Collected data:
____
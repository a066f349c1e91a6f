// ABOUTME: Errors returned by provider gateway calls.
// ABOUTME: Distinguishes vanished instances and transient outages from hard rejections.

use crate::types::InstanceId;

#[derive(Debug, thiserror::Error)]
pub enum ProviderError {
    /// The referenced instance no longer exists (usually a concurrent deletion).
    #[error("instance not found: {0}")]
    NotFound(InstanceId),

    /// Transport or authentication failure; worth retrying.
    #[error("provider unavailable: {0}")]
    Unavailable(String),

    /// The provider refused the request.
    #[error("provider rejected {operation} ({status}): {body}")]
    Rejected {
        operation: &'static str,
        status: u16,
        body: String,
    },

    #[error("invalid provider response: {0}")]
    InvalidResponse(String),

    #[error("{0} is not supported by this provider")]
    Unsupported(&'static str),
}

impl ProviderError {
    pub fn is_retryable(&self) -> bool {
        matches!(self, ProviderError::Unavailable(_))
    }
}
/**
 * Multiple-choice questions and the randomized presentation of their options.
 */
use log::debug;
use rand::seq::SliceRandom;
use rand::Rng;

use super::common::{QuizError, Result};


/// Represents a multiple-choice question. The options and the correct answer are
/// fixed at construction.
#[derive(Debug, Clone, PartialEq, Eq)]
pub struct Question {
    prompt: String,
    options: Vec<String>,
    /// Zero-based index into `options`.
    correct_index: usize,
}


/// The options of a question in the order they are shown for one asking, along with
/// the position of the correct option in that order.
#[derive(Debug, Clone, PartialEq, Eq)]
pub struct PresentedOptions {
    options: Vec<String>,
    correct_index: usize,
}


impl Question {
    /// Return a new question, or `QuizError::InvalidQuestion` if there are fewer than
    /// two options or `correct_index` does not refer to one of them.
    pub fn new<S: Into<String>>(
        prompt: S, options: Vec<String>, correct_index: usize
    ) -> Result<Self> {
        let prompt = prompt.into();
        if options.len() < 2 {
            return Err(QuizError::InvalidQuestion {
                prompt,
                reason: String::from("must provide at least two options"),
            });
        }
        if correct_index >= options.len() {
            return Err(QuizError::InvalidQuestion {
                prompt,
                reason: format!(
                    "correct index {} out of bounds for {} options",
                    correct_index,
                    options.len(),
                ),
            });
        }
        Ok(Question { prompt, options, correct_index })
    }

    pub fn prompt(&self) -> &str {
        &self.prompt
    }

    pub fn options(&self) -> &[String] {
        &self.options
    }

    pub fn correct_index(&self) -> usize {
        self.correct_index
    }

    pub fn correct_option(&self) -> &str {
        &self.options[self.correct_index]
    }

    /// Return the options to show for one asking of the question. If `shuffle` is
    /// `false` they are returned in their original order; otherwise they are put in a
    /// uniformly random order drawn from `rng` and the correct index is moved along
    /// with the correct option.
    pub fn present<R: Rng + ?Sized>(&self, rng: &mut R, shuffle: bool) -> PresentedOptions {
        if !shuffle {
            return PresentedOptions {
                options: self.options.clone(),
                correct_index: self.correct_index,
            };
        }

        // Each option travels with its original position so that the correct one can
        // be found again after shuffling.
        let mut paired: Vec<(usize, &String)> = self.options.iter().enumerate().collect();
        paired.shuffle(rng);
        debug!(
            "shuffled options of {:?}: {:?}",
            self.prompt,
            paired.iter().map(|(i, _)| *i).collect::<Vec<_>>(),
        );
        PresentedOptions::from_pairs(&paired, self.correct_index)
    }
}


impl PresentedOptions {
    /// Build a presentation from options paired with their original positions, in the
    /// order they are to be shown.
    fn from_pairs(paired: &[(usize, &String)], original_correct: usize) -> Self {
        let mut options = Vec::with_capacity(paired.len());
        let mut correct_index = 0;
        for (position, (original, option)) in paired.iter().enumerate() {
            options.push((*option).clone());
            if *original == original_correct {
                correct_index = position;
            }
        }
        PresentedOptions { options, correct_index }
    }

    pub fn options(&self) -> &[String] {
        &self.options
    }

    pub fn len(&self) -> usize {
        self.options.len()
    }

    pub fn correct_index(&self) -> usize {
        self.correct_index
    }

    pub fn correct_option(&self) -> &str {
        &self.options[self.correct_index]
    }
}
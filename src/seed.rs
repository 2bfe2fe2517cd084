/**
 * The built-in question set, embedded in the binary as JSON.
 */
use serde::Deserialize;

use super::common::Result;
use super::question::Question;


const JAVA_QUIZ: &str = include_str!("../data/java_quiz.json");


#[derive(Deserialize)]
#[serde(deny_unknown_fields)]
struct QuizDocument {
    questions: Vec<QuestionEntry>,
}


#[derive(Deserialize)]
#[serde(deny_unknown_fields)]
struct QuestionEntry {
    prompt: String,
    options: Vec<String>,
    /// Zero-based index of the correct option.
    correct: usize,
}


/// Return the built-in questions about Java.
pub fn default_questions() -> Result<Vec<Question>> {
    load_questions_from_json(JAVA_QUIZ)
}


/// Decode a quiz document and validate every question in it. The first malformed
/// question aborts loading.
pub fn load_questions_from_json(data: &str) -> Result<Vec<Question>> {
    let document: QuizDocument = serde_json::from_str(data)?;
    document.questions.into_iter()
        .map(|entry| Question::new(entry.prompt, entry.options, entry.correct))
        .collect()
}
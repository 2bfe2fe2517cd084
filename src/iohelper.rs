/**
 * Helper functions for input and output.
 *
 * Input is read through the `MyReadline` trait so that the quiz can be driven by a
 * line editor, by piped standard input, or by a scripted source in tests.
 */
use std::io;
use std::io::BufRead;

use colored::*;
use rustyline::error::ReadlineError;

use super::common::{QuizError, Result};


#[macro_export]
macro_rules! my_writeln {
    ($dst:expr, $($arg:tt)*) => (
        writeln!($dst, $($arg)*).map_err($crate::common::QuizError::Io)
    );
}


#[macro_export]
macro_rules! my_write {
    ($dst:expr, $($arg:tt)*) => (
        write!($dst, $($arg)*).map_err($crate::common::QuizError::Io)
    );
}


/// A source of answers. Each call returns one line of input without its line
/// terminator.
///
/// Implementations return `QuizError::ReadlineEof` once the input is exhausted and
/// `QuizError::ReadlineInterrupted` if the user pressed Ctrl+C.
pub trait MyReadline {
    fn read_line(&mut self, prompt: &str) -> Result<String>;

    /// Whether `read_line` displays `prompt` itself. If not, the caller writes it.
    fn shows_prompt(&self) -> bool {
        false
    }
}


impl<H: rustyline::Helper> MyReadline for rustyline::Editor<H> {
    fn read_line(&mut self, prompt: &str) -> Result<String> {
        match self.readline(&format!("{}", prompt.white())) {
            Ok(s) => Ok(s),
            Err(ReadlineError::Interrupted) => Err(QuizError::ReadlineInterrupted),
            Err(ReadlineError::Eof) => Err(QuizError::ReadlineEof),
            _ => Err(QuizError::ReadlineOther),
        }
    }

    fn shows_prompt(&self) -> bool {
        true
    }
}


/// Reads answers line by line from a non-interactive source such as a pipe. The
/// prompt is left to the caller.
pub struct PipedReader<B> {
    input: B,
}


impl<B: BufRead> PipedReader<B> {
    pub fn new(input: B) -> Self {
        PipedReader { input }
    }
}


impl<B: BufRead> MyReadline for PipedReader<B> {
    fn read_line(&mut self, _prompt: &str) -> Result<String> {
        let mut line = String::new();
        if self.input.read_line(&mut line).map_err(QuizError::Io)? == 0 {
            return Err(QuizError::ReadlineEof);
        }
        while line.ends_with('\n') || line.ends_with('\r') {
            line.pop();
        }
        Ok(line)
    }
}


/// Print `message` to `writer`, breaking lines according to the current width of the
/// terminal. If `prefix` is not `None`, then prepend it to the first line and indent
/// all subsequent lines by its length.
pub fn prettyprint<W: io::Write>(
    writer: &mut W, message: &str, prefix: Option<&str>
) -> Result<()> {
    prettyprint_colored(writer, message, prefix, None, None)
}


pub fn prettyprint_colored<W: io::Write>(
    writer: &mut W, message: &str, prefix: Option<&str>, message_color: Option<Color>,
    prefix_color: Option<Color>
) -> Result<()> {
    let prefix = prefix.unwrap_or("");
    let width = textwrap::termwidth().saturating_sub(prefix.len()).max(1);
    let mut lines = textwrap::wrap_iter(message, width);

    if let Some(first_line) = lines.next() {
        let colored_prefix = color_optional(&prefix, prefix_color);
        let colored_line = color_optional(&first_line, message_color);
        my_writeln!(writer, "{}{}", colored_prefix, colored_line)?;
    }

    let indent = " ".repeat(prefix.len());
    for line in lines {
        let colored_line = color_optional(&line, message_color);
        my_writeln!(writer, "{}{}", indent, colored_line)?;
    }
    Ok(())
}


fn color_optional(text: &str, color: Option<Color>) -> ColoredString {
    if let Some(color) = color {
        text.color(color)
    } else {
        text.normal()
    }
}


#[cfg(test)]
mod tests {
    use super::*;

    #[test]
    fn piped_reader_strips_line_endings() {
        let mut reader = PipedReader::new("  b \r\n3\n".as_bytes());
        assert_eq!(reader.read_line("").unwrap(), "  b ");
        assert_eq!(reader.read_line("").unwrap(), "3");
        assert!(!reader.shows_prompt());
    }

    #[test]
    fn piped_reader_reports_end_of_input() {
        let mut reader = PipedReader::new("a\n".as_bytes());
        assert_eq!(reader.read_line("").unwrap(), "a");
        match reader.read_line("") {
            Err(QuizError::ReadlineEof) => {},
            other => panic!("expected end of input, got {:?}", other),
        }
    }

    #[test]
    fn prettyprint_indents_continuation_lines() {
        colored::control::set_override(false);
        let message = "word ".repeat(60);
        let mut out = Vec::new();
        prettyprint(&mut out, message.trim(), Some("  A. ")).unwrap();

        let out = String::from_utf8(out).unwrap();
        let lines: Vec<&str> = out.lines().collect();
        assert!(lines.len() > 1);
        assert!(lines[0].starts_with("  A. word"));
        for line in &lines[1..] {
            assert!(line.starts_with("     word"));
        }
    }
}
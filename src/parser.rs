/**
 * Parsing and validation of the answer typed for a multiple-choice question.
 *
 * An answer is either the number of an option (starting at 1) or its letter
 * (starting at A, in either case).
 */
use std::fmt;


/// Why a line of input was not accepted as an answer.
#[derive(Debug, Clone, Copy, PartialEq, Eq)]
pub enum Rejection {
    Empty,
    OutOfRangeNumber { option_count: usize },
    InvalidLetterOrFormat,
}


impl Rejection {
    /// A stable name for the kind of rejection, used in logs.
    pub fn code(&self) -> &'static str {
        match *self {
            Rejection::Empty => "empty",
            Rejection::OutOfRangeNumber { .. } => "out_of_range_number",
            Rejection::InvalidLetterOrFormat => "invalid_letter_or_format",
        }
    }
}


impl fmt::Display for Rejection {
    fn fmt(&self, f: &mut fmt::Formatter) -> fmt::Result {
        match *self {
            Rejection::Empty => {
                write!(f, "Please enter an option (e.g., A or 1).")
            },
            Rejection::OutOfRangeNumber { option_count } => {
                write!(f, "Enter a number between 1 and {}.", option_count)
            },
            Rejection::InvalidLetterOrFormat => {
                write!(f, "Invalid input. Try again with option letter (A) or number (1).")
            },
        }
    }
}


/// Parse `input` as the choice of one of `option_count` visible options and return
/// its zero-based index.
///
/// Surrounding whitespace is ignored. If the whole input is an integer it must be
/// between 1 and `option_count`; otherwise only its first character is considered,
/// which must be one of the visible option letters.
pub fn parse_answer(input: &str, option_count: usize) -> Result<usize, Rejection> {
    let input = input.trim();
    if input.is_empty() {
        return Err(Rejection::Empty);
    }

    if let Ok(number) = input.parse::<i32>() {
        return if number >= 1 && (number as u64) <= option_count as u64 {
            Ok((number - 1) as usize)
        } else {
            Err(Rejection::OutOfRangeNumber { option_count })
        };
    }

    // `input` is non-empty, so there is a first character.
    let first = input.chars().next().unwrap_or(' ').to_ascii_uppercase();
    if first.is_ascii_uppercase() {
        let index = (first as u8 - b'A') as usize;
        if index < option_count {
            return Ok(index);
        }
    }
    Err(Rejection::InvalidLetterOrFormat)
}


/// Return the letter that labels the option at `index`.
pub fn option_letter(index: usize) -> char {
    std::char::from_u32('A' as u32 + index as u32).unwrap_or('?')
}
____
* _Exercise goal_: Find every line above where the word "filename" occurs, and copy that line.

* _Exercise response_:
filename src/seed.rs
filename src/iohelper.rs
filename src/parser.rs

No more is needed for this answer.